• Saturday, 27 July 2024
The United Nations has documented hundreds of Taliban deaths and abuses of human rights.

The United Nations has documented hundreds of Taliban deaths and abuses of human rights.

The Taliban have committed hundreds of human rights breaches in Afghanistan since gaining power last year, according to the UN, including extrajudicial killings and torture.

"There is no doubt that our report's conclusions are quite serious," Markus Potzel, interim director of the United Nations mission in Afghanistan (UNAMA), said at a news conference in Kabul.

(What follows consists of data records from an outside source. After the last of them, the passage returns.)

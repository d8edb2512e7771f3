pub mod cmds;
pub mod codegen;
pub mod error;
pub mod flatten;
pub mod layout;
pub mod schema;

pub use error::{GenError, GenResult};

Since ousting the previous Western-backed administration, the Taliban has repeatedly denied allegations of human rights violations, but a UNAMA report released on Wednesday documented many accounts.

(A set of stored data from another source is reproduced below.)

/* Tree flattening for nested fixed structs.
 *
 * A fixed struct is a tree: inner nodes are nested structs and arrays, leaves are
 * scalars. Constructors take the leaves as an ordered parameter list and then
 * have to write each one back through the path it came from, so flattening keeps
 * that path next to every leaf.
 */

use crate::schema::{FieldDef, Schema, StructId, Type};

pub enum Node<S, N, L> {
  Branch(Vec<(S, N)>),
  Leaf(L),
}

#[derive(Debug, Clone, PartialEq)]
pub struct Flattened<S, L> {
  pub path: Vec<S>,
  pub leaf: L,
}

/* Depth-first, children in the order `expand` yields them */
pub fn flatten<S: Clone, N, L>(root: N, expand: impl Fn(N) -> Node<S, N, L>) -> Vec<Flattened<S, L>> {
  let mut out = Vec::new();
  let mut stack: Vec<(Vec<S>, N)> = vec![(Vec::new(), root)];

  while let Some((path, node)) = stack.pop() {
    match expand(node) {
      Node::Leaf(leaf) => out.push(Flattened { path, leaf }),
      Node::Branch(children) => {
        for (step, child) in children.into_iter().rev() {
          let mut child_path = path.clone();
          child_path.push(step);
          stack.push((child_path, child));
        }
      }
    }
  }

  out
}

/* One step from a struct into its contents */
#[derive(Debug, Clone, Copy, PartialEq)]
pub enum StructStep<'s> {
  Field(&'s FieldDef),
  Element(u16),
}

#[derive(Debug, Clone, Copy, PartialEq)]
pub struct StructLeaf<'s> {
  /* Scalar field the leaf value belongs to */
  pub field: &'s FieldDef,
  pub ty: &'s Type,
  /* Byte offset from the start of the outermost struct */
  pub offset: u64,
}

#[derive(Clone, Copy)]
enum StructNode<'s> {
  Struct(StructId, u64),
  Value(&'s FieldDef, &'s Type, u64),
}

/* Every scalar slot of a fixed struct, with its access path and absolute offset */
pub fn struct_leaves(schema: &Schema, id: StructId) -> Vec<Flattened<StructStep<'_>, StructLeaf<'_>>> {
  flatten(StructNode::Struct(id, 0), |node| match node {
    StructNode::Struct(sid, base) => expand_struct(schema, sid, base),
    StructNode::Value(field, ty, offset) => match ty {
      Type::Struct(sid) => expand_struct(schema, *sid, offset),
      Type::Array(elem, len) => {
        let stride = crate::layout::inline_layout(schema, elem).0;
        Node::Branch(
          (0..*len).map(|i| (StructStep::Element(i), StructNode::Value(field, &**elem, offset + stride * i as u64))).collect(),
        )
      }
      _ => Node::Leaf(StructLeaf { field, ty, offset }),
    },
  })
}

fn expand_struct(schema: &Schema, id: StructId, base: u64) -> Node<StructStep<'_>, StructNode<'_>, StructLeaf<'_>> {
  Node::Branch(
    schema
      .struct_def(id)
      .fields
      .iter()
      .map(|f| (StructStep::Field(f), StructNode::Value(f, &f.ty, base + f.offset)))
      .collect(),
  )
}

#[cfg(test)]
mod tests {
  use super::*;
  use crate::schema::SchemaResolver;
  use idl_types::SchemaFile;

  struct Tree {
    label: &'static str,
    kids: Vec<Tree>,
  }

  fn tree(label: &'static str, kids: Vec<Tree>) -> Tree {
    Tree { label, kids }
  }

  #[test]
  fn test_flatten_preserves_order_and_paths() {
    let root = tree("root", vec![tree("a", vec![]), tree("b", vec![tree("b1", vec![]), tree("b2", vec![])]), tree("c", vec![])]);

    let flat = flatten(root, |node: Tree| {
      if node.kids.is_empty() {
        Node::Leaf(node.label)
      } else {
        Node::Branch(node.kids.into_iter().map(|k| (k.label, k)).collect())
      }
    });

    let leaves: Vec<&str> = flat.iter().map(|f| f.leaf).collect();
    assert_eq!(leaves, vec!["a", "b1", "b2", "c"]);
    assert_eq!(flat[1].path, vec!["b", "b1"]);
    assert_eq!(flat[3].path, vec!["c"]);
  }

  #[test]
  fn test_struct_leaves_follow_nested_structs_and_arrays() {
    let yaml = r#"
definitions:
  - name: Inner
    kind:
      struct:
        fields:
          - { name: a, type: short }
          - { name: b, type: byte }
  - name: Outer
    kind:
      struct:
        fields:
          - { name: x, type: int }
          - { name: inner, type: Inner }
          - { name: arr, type: "[ubyte:2]" }
          - { name: pairs, type: "[Inner:2]" }
"#;
    let mut resolver = SchemaResolver::new();
    resolver.add_file(SchemaFile::from_yaml(yaml).unwrap()).unwrap();
    let schema = resolver.resolve().unwrap();
    let outer = schema.find_struct("Outer").unwrap();

    let leaves = struct_leaves(&schema, outer);
    let described: Vec<(String, u64)> = leaves
      .iter()
      .map(|l| {
        let path: Vec<String> = l
          .path
          .iter()
          .map(|s| match s {
            StructStep::Field(f) => f.name.clone(),
            StructStep::Element(i) => i.to_string(),
          })
          .collect();
        (path.join("."), l.leaf.offset)
      })
      .collect();

    assert_eq!(
      described,
      vec![
        ("x".to_string(), 0),
        ("inner.a".to_string(), 4),
        ("inner.b".to_string(), 6),
        ("arr.0".to_string(), 8),
        ("arr.1".to_string(), 9),
        ("pairs.0.a".to_string(), 10),
        ("pairs.0.b".to_string(), 12),
        ("pairs.1.a".to_string(), 14),
        ("pairs.1.b".to_string(), 16),
      ]
    );
  }
}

Since August, it has recorded 160 allegations of extrajudicial executions, 56 incidences of torture and ill-treatment, and more than 170 arbitrary arrests and detentions of former government officials and members of the national security force.

Torture techniques most commonly used included kicking, punching, and slapping, as well as beatings with cables and pipes and the use of electric shock devices.

It documented over 200 incidences of brutal, inhumane, or degrading penalties, including beating shopkeepers for not attending mosque, as well as over 100 cases of excessive use of force.

Since the end of the conflict, security in the country has dramatically improved, with a significant decrease in civilian casualties.

However, the Taliban, who were known for their cruel reign of terror between 1996 and 2001, severely curtailed Afghans' liberties, notably those of women and girls.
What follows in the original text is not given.